[OpenAFS-devel] OpenAFS on FreeBSD 14.1

Benjamin Kaduk kaduk@mit.edu
Mon, 4 Nov 2024 20:16:06 -0800


On Mon, Nov 04, 2024 at 06:00:00PM +0000, Ben Huntsman wrote:
> Hi there!
>    Has anyone looked at getting OpenAFS working on FreeBSD 14.1 lately?  They've changed a bunch of stuff.  I managed to get it to compile, and I can load the kernel module and start bosserver, but as soon as I run bos setcell, I get a kernel panic.  In fact, any command which takes a -server argument causes a panic.

I don't have a FreeBSD-14 system up yet, no.

>    Here's a backtrace from a dump:
> 
> First of all, the stack backtrace while starting kgdb:
> 
> ...
> KDB: stack backtrace:
> #0 0xffffffff80b7fbfd at kdb_backtrace+0x5d
> #1 0xffffffff80b32961 at vpanic+0x131
> #2 0xffffffff80b32823 at panic+0x43
> #3 0xffffffff80fff91b at trap_fatal+0x40b
> #4 0xffffffff80fff966 at trap_pfault+0x46
> #5 0xffffffff80fd6a48 at calltrap+0x8
> #6 0xffffffff832e3dfb at afs_syscall_call+0x1627

That suggests that some basic processing in the syscall stub is accessing
memory in ways it shouldn't, as if we were trying to dereference a
userspace pointer rather than copyin() the data it points to.  But I did
not think that anything big had changed in FreeBSD that would cause us to
start breaking spontaneously...

> #7 0xffffffff832485c3 at afs3_syscall+0x89
> #8 0xffffffff8100073b at amd64_syscall+0x67b
> #9 0xffffffff80fd735b at fast_syscall_common+0xf8
> ...
> 
> And the backtrace:
> 
> (kgdb) backtrace
> #0  __curthread () at /usr/src/sys/amd64/include/pcpu_aux.h:57
> #1  doadump (textdump=<optimized out>) at /usr/src/sys/kern/kern_shutdown.c:405
> #2  0xffffffff80b324f7 in kern_reboot (howto=260) at /usr/src/sys/kern/kern_shutdown.c:523
> #3  0xffffffff80b329ce in vpanic (fmt=0xffffffff8115edb8 "%s", ap=ap@entry=0xfffffe005d6dfa10)
>     at /usr/src/sys/kern/kern_shutdown.c:967
> #4  0xffffffff80b32823 in panic (fmt=<unavailable>) at /usr/src/sys/kern/kern_shutdown.c:891
> #5  0xffffffff80fff91b in trap_fatal (frame=0xfffffe005d6dfaf0, eva=200) at /usr/src/sys/amd64/amd64/trap.c:952
> #6  0xffffffff80fff966 in trap_pfault (frame=<unavailable>, usermode=false, signo=<optimized out>,
>     ucode=<optimized out>) at /usr/src/sys/amd64/amd64/trap.c:760
> #7  <signal handler called>
> #8  0xffffffff832bb1d3 in rxi_FindIfnet () from /usr/vice/etc/libafs.ko
> #9  0x0000000000000000 in ?? ()
> 
> 
> rxi_FindIfnet  is in src/rx/rx_kcommon.c.  One thing that I noticed that jumps out at me is that on FreeBSD, the code calls CURVNET_SET.  This same call and some similar ones are also present in a section of src/afs/afs_server.c that needed some changes due to removed calls in FreeBSD 14.1.

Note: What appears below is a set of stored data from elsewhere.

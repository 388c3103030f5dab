//! The shop service: owned state plus persistence.
//!
//! [`ShopService`] is the single owner of the customer's cart, wishlist,
//! discount state, and last order receipt. Every mutation re-serializes the
//! affected collection through [`LocalStore`], gated by a hydration flag:
//! until [`ShopService::hydrate`] has run, writes are skipped so the
//! default-empty state can never clobber the persisted copy.

use std::sync::{Mutex, MutexGuard, PoisonError};

use thiserror::Error;

use mono_core::cart::{CartItem, Changed, ShopState};
use mono_core::catalog::{self, Product};
use mono_core::checkout::{DiscountState, PromoOffer, Totals, compute_totals};
use mono_core::forms::SavedAddress;
use mono_core::order::{OrderReceipt, PaymentMethod};
use mono_core::types::{PriceError, ProductId};

use crate::storage::{LocalStore, StorageError, keys};

/// Errors from shop operations.
#[derive(Debug, Error)]
pub enum ShopError {
    /// Persistence failed.
    #[error(transparent)]
    Storage(#[from] StorageError),

    /// A catalog price string failed to parse while computing totals.
    #[error(transparent)]
    Price(#[from] PriceError),

    /// The referenced product does not exist in the catalog.
    #[error("product {0} not found")]
    ProductNotFound(ProductId),

    /// An order was submitted with an empty cart.
    #[error("cannot place an order with an empty cart")]
    EmptyCart,
}

#[derive(Debug, Default)]
struct Inner {
    state: ShopState,
    discount: DiscountState,
    last_receipt: Option<OrderReceipt>,
    hydrated: bool,
}

/// Single source of truth for cart, wishlist, and checkout state.
#[derive(Debug)]
pub struct ShopService {
    store: LocalStore,
    inner: Mutex<Inner>,
}

impl ShopService {
    /// Create a service over the given store. Call [`Self::hydrate`] before
    /// serving traffic.
    #[must_use]
    pub fn new(store: LocalStore) -> Self {
        Self {
            store,
            inner: Mutex::new(Inner::default()),
        }
    }

    fn lock(&self) -> MutexGuard<'_, Inner> {
        // State stays consistent across a panic in another handler; recover
        // the guard rather than poisoning the whole shop.
        self.inner.lock().unwrap_or_else(PoisonError::into_inner)
    }

    /// Load persisted cart and wishlist, then enable persistence.
    ///
    /// Corrupt records are logged and replaced with empty state; the next
    /// mutation overwrites them.
    ///
    /// # Errors
    ///
    /// Returns an error only for I/O failures.
    pub fn hydrate(&self) -> Result<(), StorageError> {
        let cart = self.load_or_warn::<Vec<CartItem>>(keys::CART)?;
        let wishlist = self.load_or_warn::<Vec<Product>>(keys::WISHLIST)?;

        let mut inner = self.lock();
        if let Some(cart) = cart {
            inner.state.cart = cart;
        }
        if let Some(wishlist) = wishlist {
            inner.state.wishlist = wishlist;
        }
        inner.hydrated = true;
        tracing::info!(
            cart_lines = inner.state.cart.len(),
            wishlist_entries = inner.state.wishlist.len(),
            "shop state hydrated"
        );
        Ok(())
    }

    fn load_or_warn<T: serde::de::DeserializeOwned>(
        &self,
        key: &str,
    ) -> Result<Option<T>, StorageError> {
        match self.store.load::<T>(key) {
            Ok(value) => Ok(value),
            Err(StorageError::Corrupt { key, source }) => {
                tracing::warn!("discarding corrupt record {key}: {source}");
                Ok(None)
            }
            Err(e) => Err(e),
        }
    }

    /// Persist the collection a mutation touched. Skipped (with a debug log)
    /// until hydration completes.
    fn persist(&self, inner: &Inner, changed: Changed) -> Result<(), StorageError> {
        if !inner.hydrated {
            tracing::debug!("skipping persist before hydration");
            return Ok(());
        }
        match changed {
            Changed::Cart => self.store.save(keys::CART, &inner.state.cart),
            Changed::Wishlist => self.store.save(keys::WISHLIST, &inner.state.wishlist),
            Changed::Nothing => Ok(()),
        }
    }

    // =========================================================================
    // Cart
    // =========================================================================

    /// Current cart lines.
    #[must_use]
    pub fn cart(&self) -> Vec<CartItem> {
        self.lock().state.cart.clone()
    }

    /// Whether the cart panel is open.
    #[must_use]
    pub fn cart_open(&self) -> bool {
        self.lock().state.cart_open
    }

    /// Total units across all lines.
    #[must_use]
    pub fn item_count(&self) -> u32 {
        self.lock().state.item_count()
    }

    /// Add a catalog product to the cart.
    ///
    /// # Errors
    ///
    /// Returns [`ShopError::ProductNotFound`] for an unknown id, or a
    /// storage error if persistence fails.
    pub fn add_to_cart(
        &self,
        product_id: ProductId,
        quantity: u32,
        color: Option<String>,
        silent: bool,
    ) -> Result<(), ShopError> {
        let product = catalog::find(product_id)
            .ok_or(ShopError::ProductNotFound(product_id))?
            .clone();

        let mut inner = self.lock();
        let changed = inner.state.add_to_cart(product, quantity, color, silent);
        self.persist(&inner, changed)?;
        Ok(())
    }

    /// Adjust a line's quantity by `delta` (floored at 1).
    ///
    /// # Errors
    ///
    /// Returns a storage error if persistence fails.
    pub fn update_quantity(&self, product_id: ProductId, delta: i32) -> Result<(), ShopError> {
        let mut inner = self.lock();
        let changed = inner.state.update_quantity(product_id, delta);
        self.persist(&inner, changed)?;
        Ok(())
    }

    /// Remove a line from the cart.
    ///
    /// # Errors
    ///
    /// Returns a storage error if persistence fails.
    pub fn remove_from_cart(&self, product_id: ProductId) -> Result<(), ShopError> {
        let mut inner = self.lock();
        let changed = inner.state.remove_from_cart(product_id);
        self.persist(&inner, changed)?;
        Ok(())
    }

    /// Empty the cart.
    ///
    /// # Errors
    ///
    /// Returns a storage error if persistence fails.
    pub fn clear_cart(&self) -> Result<(), ShopError> {
        let mut inner = self.lock();
        let changed = inner.state.clear_cart();
        self.persist(&inner, changed)?;
        Ok(())
    }

    /// Show the cart panel.
    pub fn open_cart(&self) {
        self.lock().state.open_cart();
    }

    /// Hide the cart panel.
    pub fn close_cart(&self) {
        self.lock().state.close_cart();
    }

    // =========================================================================
    // Wishlist
    // =========================================================================

    /// Current wishlist entries.
    #[must_use]
    pub fn wishlist(&self) -> Vec<Product> {
        self.lock().state.wishlist.clone()
    }

    /// Whether the wishlist contains this product.
    #[must_use]
    pub fn is_in_wishlist(&self, product_id: ProductId) -> bool {
        self.lock().state.is_in_wishlist(product_id)
    }

    /// Add a catalog product to the wishlist (idempotent).
    ///
    /// # Errors
    ///
    /// Returns [`ShopError::ProductNotFound`] for an unknown id, or a
    /// storage error if persistence fails.
    pub fn add_to_wishlist(&self, product_id: ProductId) -> Result<(), ShopError> {
        let product = catalog::find(product_id)
            .ok_or(ShopError::ProductNotFound(product_id))?
            .clone();

        let mut inner = self.lock();
        let changed = inner.state.add_to_wishlist(product);
        self.persist(&inner, changed)?;
        Ok(())
    }

    /// Remove a product from the wishlist.
    ///
    /// # Errors
    ///
    /// Returns a storage error if persistence fails.
    pub fn remove_from_wishlist(&self, product_id: ProductId) -> Result<(), ShopError> {
        let mut inner = self.lock();
        let changed = inner.state.remove_from_wishlist(product_id);
        self.persist(&inner, changed)?;
        Ok(())
    }

    // =========================================================================
    // Checkout
    // =========================================================================

    /// Current discount state.
    #[must_use]
    pub fn discount(&self) -> DiscountState {
        self.lock().discount.clone()
    }

    /// Evaluate a discount code, returning the resulting state and, on
    /// rejection, the promotional recovery offer.
    pub fn apply_discount(&self, code: &str) -> (DiscountState, Option<PromoOffer>) {
        let mut inner = self.lock();
        let promo = inner.discount.apply_code(code);
        (inner.discount.clone(), promo)
    }

    /// Derive totals for the current cart and discount.
    ///
    /// # Errors
    ///
    /// Returns a price error if a catalog price string fails to parse.
    pub fn totals(&self) -> Result<Totals, ShopError> {
        let inner = self.lock();
        Ok(compute_totals(&inner.state.cart, inner.discount.fraction)?)
    }

    /// Product ids currently in the cart (for the checkout recommendation).
    #[must_use]
    pub fn cart_ids(&self) -> Vec<ProductId> {
        self.lock().state.cart_ids()
    }

    /// Finalize an order: snapshot the cart and totals, clear the cart,
    /// optionally persist the address, and remember the receipt for the
    /// confirmation view.
    ///
    /// # Errors
    ///
    /// Returns [`ShopError::EmptyCart`] when there is nothing to order, a
    /// price error if totals cannot be derived, or a storage error if
    /// persistence fails.
    pub fn place_order(
        &self,
        payment_method: PaymentMethod,
        email: String,
        address_to_save: Option<SavedAddress>,
    ) -> Result<OrderReceipt, ShopError> {
        let mut inner = self.lock();
        if inner.state.cart.is_empty() {
            return Err(ShopError::EmptyCart);
        }

        let totals = compute_totals(&inner.state.cart, inner.discount.fraction)?;

        // Snapshot before clearing: the cart is the source of the item list.
        let receipt =
            OrderReceipt::snapshot(payment_method, email, inner.state.cart.clone(), totals);

        let changed = inner.state.clear_cart();
        inner.discount = DiscountState::default();
        self.persist(&inner, changed)?;

        if let Some(address) = address_to_save {
            self.store.save(keys::SAVED_ADDRESS, &address)?;
        }

        tracing::info!(
            order_id = %receipt.id,
            items = receipt.items.len(),
            "order placed"
        );
        inner.last_receipt = Some(receipt.clone());
        Ok(receipt)
    }

    /// The receipt of the last order placed this session, if any.
    #[must_use]
    pub fn last_receipt(&self) -> Option<OrderReceipt> {
        self.lock().last_receipt.clone()
    }

    /// The persisted address record, for one-time form pre-fill.
    ///
    /// # Errors
    ///
    /// Returns a storage error if the record cannot be read.
    pub fn saved_address(&self) -> Result<Option<SavedAddress>, ShopError> {
        Ok(self.store.load(keys::SAVED_ADDRESS)?)
    }
}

CURVNET_SET is something we do need to be doing and is FreeBSD-specific,
but keeping track of when to set/restore it is a place where we've had
issues in the past.

Looking at the specific call make me wonder if the global rx_socket is
actually initialized at this point.

> However, I'm much less familiar with FreeBSD than I am with AIX, so I would appreciate a pointer if I'm looking in the right direction or this is a red herring.

Getting the debug build working might be more fruitful than starting at a
coarse-grained backtrace or debug-via-printf.

> Debugging on this version of FreeBSD is also made more difficult as trying to build the OpenAFS tree with debug enabled results in many errors similar to this:
> 
> usr/bin/ctfconvert -g -l openafs .libs/camellia.o ERROR: ctfconvert: rc = 1 Unsupported version [_dwarf_info_load(229)]

I am not sure whether the CTF support got any real exercise on FreeBSD, so
I would be inclined to suggest modifying src/config/cc-wrapper.in to just
exit early and see if that lets the build progress.  I would want to get it
tracked down and fixed eventually, but it seems like it might be unrelated
to your proximate issues.

-Ben